● **PROBLEM TO WORK ON**:
Lines of the records that hold the word "unknown" are to be counted; give the number and nothing more.

_____

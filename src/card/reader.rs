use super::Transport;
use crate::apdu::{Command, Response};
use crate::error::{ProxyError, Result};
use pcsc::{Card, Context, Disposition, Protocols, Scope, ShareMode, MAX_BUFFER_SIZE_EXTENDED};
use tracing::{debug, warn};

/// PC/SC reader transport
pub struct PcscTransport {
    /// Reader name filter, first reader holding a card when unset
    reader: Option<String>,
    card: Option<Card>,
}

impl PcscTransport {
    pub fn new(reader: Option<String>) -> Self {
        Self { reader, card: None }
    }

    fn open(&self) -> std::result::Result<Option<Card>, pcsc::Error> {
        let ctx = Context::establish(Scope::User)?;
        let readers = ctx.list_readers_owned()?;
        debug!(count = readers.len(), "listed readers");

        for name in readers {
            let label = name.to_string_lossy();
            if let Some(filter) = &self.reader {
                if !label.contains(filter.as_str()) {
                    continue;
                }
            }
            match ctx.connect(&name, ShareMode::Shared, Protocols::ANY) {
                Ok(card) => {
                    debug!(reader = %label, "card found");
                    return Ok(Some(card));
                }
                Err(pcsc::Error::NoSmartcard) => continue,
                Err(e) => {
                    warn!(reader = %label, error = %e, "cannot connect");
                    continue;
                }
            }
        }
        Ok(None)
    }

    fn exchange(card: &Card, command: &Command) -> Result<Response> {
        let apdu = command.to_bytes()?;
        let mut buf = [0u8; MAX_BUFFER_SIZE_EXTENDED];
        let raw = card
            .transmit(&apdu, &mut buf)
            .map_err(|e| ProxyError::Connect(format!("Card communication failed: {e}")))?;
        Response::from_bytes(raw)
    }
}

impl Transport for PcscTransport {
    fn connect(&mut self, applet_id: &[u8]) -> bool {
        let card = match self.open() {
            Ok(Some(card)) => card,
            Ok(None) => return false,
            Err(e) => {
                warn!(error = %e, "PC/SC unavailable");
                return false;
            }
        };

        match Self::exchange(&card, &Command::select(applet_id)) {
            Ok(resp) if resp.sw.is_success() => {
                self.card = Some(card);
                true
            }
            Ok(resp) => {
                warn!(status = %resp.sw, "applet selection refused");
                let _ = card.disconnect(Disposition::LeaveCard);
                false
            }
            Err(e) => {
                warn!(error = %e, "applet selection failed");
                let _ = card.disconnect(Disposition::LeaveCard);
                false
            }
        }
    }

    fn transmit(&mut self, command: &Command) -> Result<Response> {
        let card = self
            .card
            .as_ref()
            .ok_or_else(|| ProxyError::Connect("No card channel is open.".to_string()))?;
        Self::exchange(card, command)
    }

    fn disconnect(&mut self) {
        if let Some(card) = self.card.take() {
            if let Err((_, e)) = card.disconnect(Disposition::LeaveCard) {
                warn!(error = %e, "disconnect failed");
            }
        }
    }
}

_____

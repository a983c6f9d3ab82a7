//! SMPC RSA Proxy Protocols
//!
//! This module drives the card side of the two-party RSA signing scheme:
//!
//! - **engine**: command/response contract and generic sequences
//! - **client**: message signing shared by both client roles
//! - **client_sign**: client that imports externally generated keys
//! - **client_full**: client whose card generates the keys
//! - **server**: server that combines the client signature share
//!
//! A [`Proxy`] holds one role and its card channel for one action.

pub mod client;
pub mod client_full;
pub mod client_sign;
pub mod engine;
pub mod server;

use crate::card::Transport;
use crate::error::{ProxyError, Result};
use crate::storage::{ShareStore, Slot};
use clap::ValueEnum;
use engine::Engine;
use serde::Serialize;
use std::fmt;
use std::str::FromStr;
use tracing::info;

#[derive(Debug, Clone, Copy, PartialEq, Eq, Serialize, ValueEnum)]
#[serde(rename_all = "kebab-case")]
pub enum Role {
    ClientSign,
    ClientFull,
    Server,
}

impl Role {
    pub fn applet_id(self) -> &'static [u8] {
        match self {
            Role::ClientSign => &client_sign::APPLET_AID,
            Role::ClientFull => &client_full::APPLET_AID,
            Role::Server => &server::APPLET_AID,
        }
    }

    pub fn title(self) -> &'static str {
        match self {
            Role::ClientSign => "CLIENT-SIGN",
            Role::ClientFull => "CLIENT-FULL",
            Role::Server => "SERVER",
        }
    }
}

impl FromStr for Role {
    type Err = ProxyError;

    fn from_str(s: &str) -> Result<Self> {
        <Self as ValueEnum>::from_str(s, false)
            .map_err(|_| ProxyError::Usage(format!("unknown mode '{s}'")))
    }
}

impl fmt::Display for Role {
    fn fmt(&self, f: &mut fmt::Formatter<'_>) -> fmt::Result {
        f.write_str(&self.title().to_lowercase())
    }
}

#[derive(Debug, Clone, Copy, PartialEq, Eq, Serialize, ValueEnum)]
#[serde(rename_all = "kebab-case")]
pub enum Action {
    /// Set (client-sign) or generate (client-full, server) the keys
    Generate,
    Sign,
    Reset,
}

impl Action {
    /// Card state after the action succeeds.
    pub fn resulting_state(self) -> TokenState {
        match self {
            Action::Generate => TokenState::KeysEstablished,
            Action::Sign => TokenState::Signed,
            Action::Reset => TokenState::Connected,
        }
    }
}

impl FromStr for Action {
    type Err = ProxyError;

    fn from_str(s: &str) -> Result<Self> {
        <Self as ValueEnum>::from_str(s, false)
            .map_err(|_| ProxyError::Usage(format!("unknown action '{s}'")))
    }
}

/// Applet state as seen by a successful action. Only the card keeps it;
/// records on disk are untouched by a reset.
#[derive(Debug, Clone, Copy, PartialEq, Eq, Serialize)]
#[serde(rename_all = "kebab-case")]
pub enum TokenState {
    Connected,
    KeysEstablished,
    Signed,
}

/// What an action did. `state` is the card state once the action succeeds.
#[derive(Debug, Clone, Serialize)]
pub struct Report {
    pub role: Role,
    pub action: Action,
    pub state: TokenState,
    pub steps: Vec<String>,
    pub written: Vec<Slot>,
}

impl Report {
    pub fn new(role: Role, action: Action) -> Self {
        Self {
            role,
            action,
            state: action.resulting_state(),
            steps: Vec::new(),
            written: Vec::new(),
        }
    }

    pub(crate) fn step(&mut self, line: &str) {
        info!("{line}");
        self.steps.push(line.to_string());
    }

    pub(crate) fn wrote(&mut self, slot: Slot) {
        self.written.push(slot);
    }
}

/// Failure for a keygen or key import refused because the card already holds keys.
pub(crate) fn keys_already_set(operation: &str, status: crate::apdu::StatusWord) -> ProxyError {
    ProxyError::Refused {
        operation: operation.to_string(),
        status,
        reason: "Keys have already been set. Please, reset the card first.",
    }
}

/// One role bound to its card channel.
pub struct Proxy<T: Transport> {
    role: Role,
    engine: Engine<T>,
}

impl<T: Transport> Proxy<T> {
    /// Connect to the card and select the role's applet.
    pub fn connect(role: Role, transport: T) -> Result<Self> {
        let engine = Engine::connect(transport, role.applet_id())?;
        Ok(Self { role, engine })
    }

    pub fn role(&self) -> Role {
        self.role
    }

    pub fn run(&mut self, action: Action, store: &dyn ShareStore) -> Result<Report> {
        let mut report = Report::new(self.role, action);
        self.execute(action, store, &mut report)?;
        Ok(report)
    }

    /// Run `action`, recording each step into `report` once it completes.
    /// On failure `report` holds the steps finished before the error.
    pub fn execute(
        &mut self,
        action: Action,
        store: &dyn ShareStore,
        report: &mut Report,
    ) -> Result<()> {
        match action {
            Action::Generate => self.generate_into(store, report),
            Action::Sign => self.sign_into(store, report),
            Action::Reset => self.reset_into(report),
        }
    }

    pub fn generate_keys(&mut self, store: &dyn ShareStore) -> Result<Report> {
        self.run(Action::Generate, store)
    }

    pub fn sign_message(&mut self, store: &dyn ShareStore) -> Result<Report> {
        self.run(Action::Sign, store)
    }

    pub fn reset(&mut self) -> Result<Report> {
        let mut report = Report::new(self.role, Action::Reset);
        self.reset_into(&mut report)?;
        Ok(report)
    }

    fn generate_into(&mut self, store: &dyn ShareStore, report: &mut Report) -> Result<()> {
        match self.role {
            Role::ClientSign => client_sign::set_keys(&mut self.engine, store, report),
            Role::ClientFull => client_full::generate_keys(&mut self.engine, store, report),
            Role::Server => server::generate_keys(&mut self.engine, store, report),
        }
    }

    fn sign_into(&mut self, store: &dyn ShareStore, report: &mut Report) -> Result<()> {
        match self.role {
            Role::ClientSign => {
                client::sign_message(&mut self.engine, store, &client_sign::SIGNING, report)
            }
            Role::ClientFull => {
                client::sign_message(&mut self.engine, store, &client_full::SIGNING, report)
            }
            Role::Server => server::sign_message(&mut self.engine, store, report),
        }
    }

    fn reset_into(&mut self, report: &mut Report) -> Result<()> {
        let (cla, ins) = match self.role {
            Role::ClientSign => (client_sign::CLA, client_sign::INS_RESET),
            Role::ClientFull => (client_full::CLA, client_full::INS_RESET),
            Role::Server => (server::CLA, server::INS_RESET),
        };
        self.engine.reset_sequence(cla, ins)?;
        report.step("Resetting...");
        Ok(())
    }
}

_____

● **ANSWER AREA**:
2